Susceptibility to autoimmune disorders results from the interaction of multiple genetic variations that regulate the threshold of autoreactivity. Alleles of susceptibility to autoimmune diseases are frequent in the general population, when considered individually. However, if several of them (probably a few dozens) are combined in a single individual, a putative threshold is reached, beyond which gene interactions lead to pathological manifestations.
Genome‐wide association studies (GWAS) have identified numerous genetic variations, in particular single nucleotide polymorphisms (SNPs), to be significantly enriched in patients with autoimmune disorders. Strikingly, many of them (e.g. in the
PTPN22
,
STAT4
,
IRF5
and
MHC
genes) are associated with several conditions, thereby indicating that common mechanisms can lead to loss of tolerance for self‐antigens.

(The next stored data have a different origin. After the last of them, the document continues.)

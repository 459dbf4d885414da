//! Raster images for overlays

use image::imageops::{self, FilterType};
use image::RgbaImage;
use lopdf::{Dictionary, Document, Object, ObjectId, Stream};

use crate::error::{Error, Result};

/// Longest side of an image watermark
pub const WATERMARK_MAX_SIZE: u32 = 150;

/// Longest side of a signature image before it is drawn
pub const SIGNATURE_MAX_SIZE: u32 = 300;

/// A decoded RGBA image ready to be embedded
#[derive(Debug, Clone)]
pub struct PreparedImage {
    pixels: RgbaImage,
}

impl PreparedImage {
    /// Decode image bytes, scale alpha by `opacity` and optionally shrink so
    /// neither side exceeds `max_size`.
    pub fn decode(bytes: &[u8], opacity: f32, max_size: Option<u32>) -> Result<Self> {
        if !(0.0..=1.0).contains(&opacity) {
            return Err(Error::validation(format!(
                "Opacity must be between 0 and 1, got {opacity}"
            )));
        }
        let pixels = image::load_from_memory(bytes)?.to_rgba8();
        Ok(Self::from_rgba(pixels, opacity, max_size))
    }

    pub fn from_rgba(mut pixels: RgbaImage, opacity: f32, max_size: Option<u32>) -> Self {
        if opacity < 1.0 {
            for pixel in pixels.pixels_mut() {
                pixel.0[3] = (f32::from(pixel.0[3]) * opacity) as u8;
            }
        }

        if let Some(cap) = max_size {
            let (w, h) = pixels.dimensions();
            if w > cap || h > cap {
                let ratio = (cap as f32 / w as f32).min(cap as f32 / h as f32);
                let new_w = ((w as f32 * ratio) as u32).max(1);
                let new_h = ((h as f32 * ratio) as u32).max(1);
                pixels = imageops::resize(&pixels, new_w, new_h, FilterType::Lanczos3);
            }
        }

        Self { pixels }
    }

    pub fn width(&self) -> u32 {
        self.pixels.width()
    }

    pub fn height(&self) -> u32 {
        self.pixels.height()
    }

    fn has_transparency(&self) -> bool {
        self.pixels.pixels().any(|p| p.0[3] < 255)
    }

    /// Add an image XObject (plus soft mask if needed) and return its id
    pub(crate) fn write_xobject(&self, doc: &mut Document) -> ObjectId {
        let (w, h) = self.pixels.dimensions();
        let mut rgb = Vec::with_capacity((w * h * 3) as usize);
        let mut alpha = Vec::with_capacity((w * h) as usize);
        for pixel in self.pixels.pixels() {
            rgb.extend_from_slice(&pixel.0[..3]);
            alpha.push(pixel.0[3]);
        }

        let mut dict = image_dictionary(w, h, b"DeviceRGB");
        if self.has_transparency() {
            let mask_id = doc.add_object(Stream::new(image_dictionary(w, h, b"DeviceGray"), alpha));
            dict.set("SMask", Object::Reference(mask_id));
        }
        doc.add_object(Stream::new(dict, rgb))
    }
}

fn image_dictionary(width: u32, height: u32, color_space: &[u8]) -> Dictionary {
    let mut dict = Dictionary::new();
    dict.set("Type", Object::Name(b"XObject".to_vec()));
    dict.set("Subtype", Object::Name(b"Image".to_vec()));
    dict.set("Width", Object::Integer(i64::from(width)));
    dict.set("Height", Object::Integer(i64::from(height)));
    dict.set("ColorSpace", Object::Name(color_space.to_vec()));
    dict.set("BitsPerComponent", Object::Integer(8));
    dict
}

#[cfg(test)]
mod tests {
    use super::*;
    use image::{ImageFormat, Rgba};
    use std::io::Cursor;

    fn png(width: u32, height: u32, color: [u8; 4]) -> Vec<u8> {
        let img = RgbaImage::from_pixel(width, height, Rgba(color));
        let mut bytes = Cursor::new(Vec::new());
        img.write_to(&mut bytes, ImageFormat::Png).unwrap();
        bytes.into_inner()
    }

    #[test]
    fn test_alpha_is_scaled() {
        let image = PreparedImage::decode(&png(4, 4, [10, 20, 30, 200]), 0.5, None).unwrap();
        assert!(image.pixels.pixels().all(|p| p.0 == [10, 20, 30, 100]));
    }

    #[test]
    fn test_full_opacity_keeps_alpha() {
        let image = PreparedImage::decode(&png(2, 2, [0, 0, 0, 255]), 1.0, None).unwrap();
        assert!(!image.has_transparency());
    }

    #[test]
    fn test_downscale_keeps_aspect_ratio() {
        let image = PreparedImage::decode(&png(600, 300, [255, 0, 0, 255]), 1.0, Some(WATERMARK_MAX_SIZE)).unwrap();
        assert_eq!((image.width(), image.height()), (150, 75));
    }

    #[test]
    fn test_small_image_is_not_upscaled() {
        let image = PreparedImage::decode(&png(40, 20, [255, 0, 0, 255]), 1.0, Some(SIGNATURE_MAX_SIZE)).unwrap();
        assert_eq!((image.width(), image.height()), (40, 20));
    }

    #[test]
    fn test_rejects_garbage_and_bad_opacity() {
        assert!(matches!(PreparedImage::decode(b"not an image", 1.0, None), Err(Error::Image(_))));
        assert!(matches!(PreparedImage::decode(&png(1, 1, [0; 4]), 1.5, None), Err(Error::Validation(_))));
    }

    #[test]
    fn test_xobject_has_soft_mask_when_transparent() {
        let mut doc = Document::with_version("1.5");
        let image = PreparedImage::decode(&png(3, 2, [1, 2, 3, 128]), 1.0, None).unwrap();
        let id = image.write_xobject(&mut doc);
        let stream = doc.get_object(id).unwrap().as_stream().unwrap();
        assert_eq!(stream.content.len(), 3 * 2 * 3);
        assert!(stream.dict.has(b"SMask"));
    }
}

The identification of new genes of susceptibility to autoimmune disorders has opened large avenues of research about their role in (thus far unknown) pathogenic pathways and the possibility to modulate their contribution into the generation or amplification of autoimmune mechanisms.
Key Concepts:
Genetic susceptibility to autoimmune disorders is polygenic.
Genetic studies in autoimmunity can be biased by numerous confounding factors.
Genes of susceptibility can be categorised in three theoretical functional pathways: loss of tolerance for self‐antigens, amplification of the autoimmune response and target‐organ sensitivity.